[Collected data]
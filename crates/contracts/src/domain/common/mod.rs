//! Common types and traits for all entities

pub mod entity;
pub mod entity_kind;
pub mod messages;

// Re-exports
pub use entity::{Entity, EntityId};
pub use entity_kind::EntityKind;
pub use messages::{EntityMessages, REQUIRED_FIELDS_MISSING};
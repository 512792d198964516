use serde::{Deserialize, Serialize};

use crate::domain::common::{Entity, EntityId, EntityKind, EntityMessages};
use crate::shared::crud::{Cell, DraftError, FieldValue, FormDraft};
use crate::shared::metadata::{EntityMetadataInfo, EntityUiMetadata, FieldKind, FieldMetadata};
use crate::shared::resolver::{ReferenceOption, RelatedCollections};
use crate::shared::wire::null_to_default;

// ============================================================================
// Aggregate Root
// ============================================================================
#[derive(Debug, Clone, PartialEq, Serialize, Deserialize)]
pub struct Client {
    pub client_id: EntityId,
    #[serde(default, deserialize_with = "null_to_default")]
    pub name: String,
    #[serde(default, deserialize_with = "null_to_default")]
    pub address: String,
    #[serde(default, deserialize_with = "null_to_default")]
    pub contact_details: String,
}

// ============================================================================
// DTO
// ============================================================================
#[derive(Debug, Clone, PartialEq, Serialize, Deserialize, Default)]
pub struct ClientDto {
    pub name: String,
    pub address: String,
    pub contact_details: String,
}

// ============================================================================
// Metadata
// ============================================================================
pub const FIELDS: [FieldMetadata; 3] = [
    FieldMetadata::new("name", "Name", FieldKind::Text)
        .required()
        .placeholder("Enter client name"),
    FieldMetadata::new("address", "Address", FieldKind::Text).placeholder("Enter client address"),
    FieldMetadata::new("contact_details", "Contact Details", FieldKind::Text)
        .placeholder("Enter contact details"),
];

pub const COLUMNS: [&str; 3] = ["Name", "Address", "Contact Details"];

pub const METADATA: EntityMetadataInfo = EntityMetadataInfo {
    kind: EntityKind::Client,
    entity_index: "a001",
    collection_path: "clients",
    ui: EntityUiMetadata {
        element_name: "Client",
        title: "Client Management",
        subtitle: "Manage your client information and details",
        icon: "building",
    },
};

pub const MESSAGES: EntityMessages = EntityMessages {
    fetch_failed: "Failed to fetch clients",
    created: "Client added successfully",
    create_failed: "Failed to add client",
    updated: "Client updated successfully",
    update_failed: "Failed to update client",
    deleted: "Client deleted successfully",
    delete_failed: "Failed to delete client",
    confirm_delete: "Are you sure you want to delete this client?",
    empty_list: "No clients found",
    search_placeholder: "Search clients...",
    add_button: "Add New Client",
    add_title: "Add New Client",
    edit_title: "Edit Client",
    create_submit: "Add Client",
    update_submit: "Update Client",
};

impl Entity for Client {
    type Payload = ClientDto;

    const KIND: EntityKind = EntityKind::Client;

    fn id(&self) -> EntityId {
        self.client_id
    }

    fn fields() -> &'static [FieldMetadata] {
        &FIELDS
    }

    fn columns() -> &'static [&'static str] {
        &COLUMNS
    }

    fn to_draft(&self) -> FormDraft {
        FormDraft::new()
            .with("name", FieldValue::Text(self.name.clone()))
            .with("address", FieldValue::Text(self.address.clone()))
            .with("contact_details", FieldValue::Text(self.contact_details.clone()))
    }

    fn payload_from_draft(draft: &FormDraft) -> Result<ClientDto, DraftError> {
        Ok(ClientDto {
            name: draft.text("name"),
            address: draft.text("address"),
            contact_details: draft.text("contact_details"),
        })
    }

    fn cells(&self, _related: &RelatedCollections) -> Vec<Cell> {
        vec![
            Cell::text(&self.name),
            Cell::text(&self.address),
            Cell::text(&self.contact_details),
        ]
    }

    fn search_texts(&self, _related: &RelatedCollections) -> Vec<String> {
        vec![
            self.name.clone(),
            self.address.clone(),
            self.contact_details.clone(),
        ]
    }

    fn reference_option(&self) -> ReferenceOption {
        ReferenceOption::new(self.client_id, &self.name).with_detail(&self.contact_details)
    }
}
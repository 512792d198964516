//! Metadata types describing entity forms and tables
//!
//! Every entity publishes a static slice of [`FieldMetadata`]. The generic
//! CRUD screen renders its form from that slice, the reducer coerces input
//! and checks required fields with it.
//!
//! ## Usage
//!
//! ```rust,ignore
//! use contracts::domain::common::Entity;
//! use contracts::domain::a001_client::aggregate::Client;
//!
//! for field in Client::fields() {
//!     println!("{}: {}", field.name, field.ui.label);
//! }
//! ```

mod field_type;
mod types;
mod validation;

pub use field_type::FieldKind;
pub use types::{find_field, EntityMetadataInfo, EntityUiMetadata, FieldMetadata, FieldUiMetadata};
pub use validation::ValidationRules;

Instructions for the task:
The expected response is the full set of records, reproduced exactly.

Answer box:
filename crates/contracts/src/domain/common/mod.rs
//! Common types and traits for all entities

pub mod entity;
pub mod entity_kind;
pub mod messages;

// Re-exports
pub use entity::{Entity, EntityId};
pub use entity_kind::EntityKind;
pub use messages::{EntityMessages, REQUIRED_FIELDS_MISSING};
repository 512792d198964516
use serde::{Deserialize, Serialize};

use crate::domain::common::{Entity, EntityId, EntityKind, EntityMessages};
use crate::shared::crud::{Cell, DraftError, FieldValue, FormDraft};
use crate::shared::metadata::{EntityMetadataInfo, EntityUiMetadata, FieldKind, FieldMetadata};
use crate::shared::resolver::{ReferenceOption, RelatedCollections};
use crate::shared::wire::null_to_default;

// ============================================================================
// Aggregate Root
// ============================================================================
#[derive(Debug, Clone, PartialEq, Serialize, Deserialize)]
pub struct Client {
    pub client_id: EntityId,
    #[serde(default, deserialize_with = "null_to_default")]
    pub name: String,
    #[serde(default, deserialize_with = "null_to_default")]
    pub address: String,
    #[serde(default, deserialize_with = "null_to_default")]
    pub contact_details: String,
}

// ============================================================================
// DTO
// ============================================================================
#[derive(Debug, Clone, PartialEq, Serialize, Deserialize, Default)]
pub struct ClientDto {
    pub name: String,
    pub address: String,
    pub contact_details: String,
}

// ============================================================================
// Metadata
// ============================================================================
pub const FIELDS: [FieldMetadata; 3] = [
    FieldMetadata::new("name", "Name", FieldKind::Text)
        .required()
        .placeholder("Enter client name"),
    FieldMetadata::new("address", "Address", FieldKind::Text).placeholder("Enter client address"),
    FieldMetadata::new("contact_details", "Contact Details", FieldKind::Text)
        .placeholder("Enter contact details"),
];

pub const COLUMNS: [&str; 3] = ["Name", "Address", "Contact Details"];

pub const METADATA: EntityMetadataInfo = EntityMetadataInfo {
    kind: EntityKind::Client,
    entity_index: "a001",
    collection_path: "clients",
    ui: EntityUiMetadata {
        element_name: "Client",
        title: "Client Management",
        subtitle: "Manage your client information and details",
        icon: "building",
    },
};

pub const MESSAGES: EntityMessages = EntityMessages {
    fetch_failed: "Failed to fetch clients",
    created: "Client added successfully",
    create_failed: "Failed to add client",
    updated: "Client updated successfully",
    update_failed: "Failed to update client",
    deleted: "Client deleted successfully",
    delete_failed: "Failed to delete client",
    confirm_delete: "Are you sure you want to delete this client?",
    empty_list: "No clients found",
    search_placeholder: "Search clients...",
    add_button: "Add New Client",
    add_title: "Add New Client",
    edit_title: "Edit Client",
    create_submit: "Add Client",
    update_submit: "Update Client",
};

impl Entity for Client {
    type Payload = ClientDto;

    const KIND: EntityKind = EntityKind::Client;

    fn id(&self) -> EntityId {
        self.client_id
    }

    fn fields() -> &'static [FieldMetadata] {
        &FIELDS
    }

    fn columns() -> &'static [&'static str] {
        &COLUMNS
    }

    fn to_draft(&self) -> FormDraft {
        FormDraft::new()
            .with("name", FieldValue::Text(self.name.clone()))
            .with("address", FieldValue::Text(self.address.clone()))
            .with("contact_details", FieldValue::Text(self.contact_details.clone()))
    }

    fn payload_from_draft(draft: &FormDraft) -> Result<ClientDto, DraftError> {
        Ok(ClientDto {
            name: draft.text("name"),
            address: draft.text("address"),
            contact_details: draft.text("contact_details"),
        })
    }

    fn cells(&self, _related: &RelatedCollections) -> Vec<Cell> {
        vec![
            Cell::text(&self.name),
            Cell::text(&self.address),
            Cell::text(&self.contact_details),
        ]
    }

    fn search_texts(&self, _related: &RelatedCollections) -> Vec<String> {
        vec![
            self.name.clone(),
            self.address.clone(),
            self.contact_details.clone(),
        ]
    }

    fn reference_option(&self) -> ReferenceOption {
        ReferenceOption::new(self.client_id, &self.name).with_detail(&self.contact_details)
    }
}
repository 512792d198964516
//! Metadata types describing entity forms and tables
//!
//! Every entity publishes a static slice of [`FieldMetadata`]. The generic
//! CRUD screen renders its form from that slice, the reducer coerces input
//! and checks required fields with it.
//!
//! ## Usage
//!
//! ```rust,ignore
//! use contracts::domain::common::Entity;
//! use contracts::domain::a001_client::aggregate::Client;
//!
//! for field in Client::fields() {
//!     println!("{}: {}", field.name, field.ui.label);
//! }
//! ```

mod field_type;
mod types;
mod validation;

pub use field_type::FieldKind;
pub use types::{find_field, EntityMetadataInfo, EntityUiMetadata, FieldMetadata, FieldUiMetadata};
pub use validation::ValidationRules;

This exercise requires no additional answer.